I am, like many, not a fan of Just Stop Oil. I find myself thinking, why? Why do that? I sometimes wonder how I would have reacted to the suffragette movement if I had lived in that time? I imagine I would have had issues… I struggle to understand why, when someone believes in a cause so strongly they go to extreme measures; rather than sit down and try to solve it with reason based on their passion and knowledge. Therefore, the idea of striking sits very uncomfortably with me. As much as lying would.

I have now come to the conclusion that I am a fool.

If this government has taught me one thing it is that they can not be trusted on education. I don’t want to go as far as to say they are liars (but I will) in many ways it is worse than this. I have been a head teacher for 20 years and I have never seen education so beaten, battered and desperate. It is the fact that we have a government that, despite what the people who do the job say based on their lived daily experiences, presents itself to the general public as the saviours of education. As though there is nothing wrong and all is better than it’s ever been.

Greater funding…

Better outcomes…

A better curriculum…

A working accountability system…

It’s probably just a different perspective… and maybe I just need to see it their way? You see, I think our government really believes all is well in education… because if they didn’t they would do something about it, right? 

It makes me feel physically sick. I have never been a Tory but members of my family were (note the past tense). I grew up having a broader understanding of why they voted as they did and what they gained from it. They saw financial stability, enterprise and freedoms as key components even as they knew that there was a class divide and they were not in the top half. I like my local MP and feel that they want the best. But, these things in education can no longer be ignored.

Schools up and down the country cannot set budgets. Despite extra money schools are having to function by cutting their budgets to balance them. We are simply taking money away from children. Our biggest and greatest resource is our staff. You cannot pay them on hand claps and false promises. A responsible government needs to grow up and meet with unions to sort this issue. But what they do is tweet about teachers as if they created the problem.

We are not mental health experts, medical care experts, housing experts, financial experts, marriage guidance professionals, the police, social workers or agony aunts. We are education establishments and given the time and resource we know how to teach children stuff. Useful stuff that will help them in the next stages of their lives and make our country a better place.

We have a government that is so stuck in its mold (rather than mould) that they want us to be the enemies (got to have a baddie) as they tell the world how great education is, even as we all watch it crumble like a old unloved building. My anger isn’t really centred on these issues though. There is something this government has done that makes me utterly despair. It is morally repugnant and a shame on us all. It is the state of Special Educational Needs provision in this country. The fact that there is no capacity in schools to meet this growing need. The fact that far too many children don’t have schools. The fact that parents have to fight schools and local authorities to get support. The fact that we cannot access services that families need. The fact that transport is a finacial blackhole. The fact that local authorities are millions of pounds in debt within high needs budgets with no sign of help, or solutions to solve this… I could go on. It is an utter disgrace. We should be storming cricket matches holding banners and throwing yellow powered paint. Gamboling naked across tennis courts, chained together. We should be looking to the movements that made a difference. The Peasant Revolt of 1381… The Poll Tax…
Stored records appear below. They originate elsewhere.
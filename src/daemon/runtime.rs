//! The daemon process: heavy one-time load, then the long-lived server.

use std::sync::Arc;
use std::time::{Duration, Instant};

use tokio::net::TcpListener;
use tokio::sync::watch;

use crate::config::{ArchiveMeta, Config};
use crate::engine::SearchEngine;
use crate::records::RecordStore;
use crate::rpc::{RpcServer, SearchService};
use crate::tags::TagStore;
use crate::vector::{FastEmbedder, SpaceKind, SpaceRegistry};

use super::progress::{self, ProgressHandle};

/// Attempts to claim the service port after the launcher releases it
const BIND_RETRIES: u32 = 5;

pub async fn run(config: Config) -> anyhow::Result<()> {
    // metadata first: a missing model identifier aborts before any
    // expensive work
    let meta = ArchiveMeta::load(&config.meta_path())?;

    let (progress, relay) = progress::channel(config.addr());
    progress.progress(format!("daemon starting with model '{}'", meta.model));

    let built = {
        let config = config.clone();
        let meta = meta.clone();
        let progress = progress.clone();
        tokio::task::spawn_blocking(move || build_engine(&config, &meta, &progress)).await?
    };

    let engine = match built {
        Ok(engine) => engine,
        Err(err) => {
            progress.error(err.to_string());
            drop(progress);
            let _ = relay.await;
            return Err(err);
        }
    };

    progress.completed();
    drop(progress);
    // the relay exchanges the ack with the launcher; the port handoff
    // must not start before that finished
    let _ = relay.await;

    tokio::time::sleep(Duration::from_secs(config.ready_grace_secs)).await;

    let listener = bind_with_retry(&config.addr()).await?;

    let (shutdown_tx, shutdown_rx) = watch::channel(false);
    let service = Arc::new(SearchService::new(
        engine,
        meta.model.clone(),
        config.chunk_size,
        shutdown_tx.clone(),
    ));

    tokio::spawn(shutdown_on_signal(shutdown_tx));

    RpcServer::new(service).serve(listener, shutdown_rx).await?;
    log::info!("daemon stopped");
    Ok(())
}

/// The multi-minute part. Runs on a blocking thread; progress goes
/// through the channel, never a socket.
fn build_engine(
    config: &Config,
    meta: &ArchiveMeta,
    progress: &ProgressHandle,
) -> anyhow::Result<Arc<SearchEngine>> {
    let started = Instant::now();

    progress.progress("loading archive...");
    let csv_path = config.data_dir().join(&meta.csv);
    let records = Arc::new(RecordStore::load(&csv_path)?);
    progress.progress(format!(
        "archive loaded: {} posts ({:.2}s)",
        records.len(),
        started.elapsed().as_secs_f64()
    ));

    let tags = Arc::new(TagStore::load(&config.tags_path())?);
    if !tags.is_empty() {
        progress.progress(format!("tag sidecar loaded: {} posts tagged", tags.len()));
    }

    progress.progress(format!("initializing embedding model '{}'...", meta.model));
    let phase = Instant::now();
    let embedder = Arc::new(FastEmbedder::new(
        &meta.model,
        config.models_dir(),
        Some(Duration::from_secs(config.download_timeout_secs)),
    )?);
    progress.progress(format!(
        "embedding model ready ({:.2}s)",
        phase.elapsed().as_secs_f64()
    ));

    let registry = Arc::new(SpaceRegistry::new(config.vectors_dir(), &meta.model));

    // content is the default mode, load it now; reasoning/summary load
    // lazily on the first query that wants them
    progress.progress("loading content vectors...");
    let phase = Instant::now();
    match registry.space(SpaceKind::Content)? {
        Some(space) => progress.progress(format!(
            "content vectors loaded: {} ({:.2}s)",
            space.len(),
            phase.elapsed().as_secs_f64()
        )),
        None => progress.progress("no content vectors found"),
    }

    progress.progress(format!(
        "initialization complete ({:.2}s total)",
        started.elapsed().as_secs_f64()
    ));

    Ok(Arc::new(SearchEngine::new(records, tags, registry, embedder)))
}

/// The launcher releases the port just before the grace period, but the
/// OS may take a moment; retry briefly instead of dying on AddrInUse.
async fn bind_with_retry(addr: &str) -> std::io::Result<TcpListener> {
    let mut attempt = 0;
    loop {
        match TcpListener::bind(addr).await {
            Ok(listener) => return Ok(listener),
            Err(err) if err.kind() == std::io::ErrorKind::AddrInUse && attempt < BIND_RETRIES => {
                attempt += 1;
                log::warn!("service port still busy, retry {attempt}/{BIND_RETRIES}");
                tokio::time::sleep(Duration::from_secs(1)).await;
            }
            Err(err) => return Err(err),
        }
    }
}

async fn shutdown_on_signal(shutdown: watch::Sender<bool>) {
    let ctrl_c = async {
        tokio::signal::ctrl_c()
            .await
            .expect("failed to install Ctrl+C handler");
    };

    #[cfg(unix)]
    let terminate = async {
        tokio::signal::unix::signal(tokio::signal::unix::SignalKind::terminate())
            .expect("failed to install signal handler")
            .recv()
            .await;
    };

    #[cfg(not(unix))]
    let terminate = std::future::pending::<()>();

    tokio::select! {
        _ = ctrl_c => {},
        _ = terminate => {},
    }

    log::warn!("shutdown signal received");
    let _ = shutdown.send(true);
}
Woo… hold on there Mr angry head teacher! The what!?! Do you know what you are saying? These protests cost lives… they were awful things.

And this is my point. I see these tweets from MPs disgusted that teachers are striking… but this is all we have. It is our democratic right. We are telling you that education matters. We want the best for the children in this country and any government who wants a legacy needs to put education right up there as its top priority. I know they won’t see the benefits but history will remember them – for the right reasons. What will be this current governments legacy… what will the history books say? I shutter to think. I can not imagine why MPs don’t see this?

We need serious investment in education. Not words without meaning. Yes, my budget is more than last year… but so is every cost I have. The increase hardly covers the unfunded pay rise we expect from you – never mind the £16,000 more for electricity this year, massive rises in food costs, gas costs, inflation on resources… We cannot survive in this world you control. We need teachers. We need leaders. We need them to stay and we need investment in education. I should have at least another 10 years in education… I am not that old a primary head. If it was this government and their current contempt for the teaching profession (Not sure they have ever really held us up… the odd DFE thank a teacher post maybe?) it will be SO much sooner. You are destroying education – not saving it – and it’s about time you recognised this. Therefore, when the NAHT ballot papers are announced I will be shocked if it does not meet the expected thresholds and even more shocked if it is not a clear mandate to strike. I’m still very uncomfortable with this… but what else do we have to do? Who do we trust more on this issue – Teachers and School Leaders or our government? I do not want a pay rise. I am happy with my head teacher pay. I want investment in education because I believe ALL our children deserve better. I will strike for this reason alone.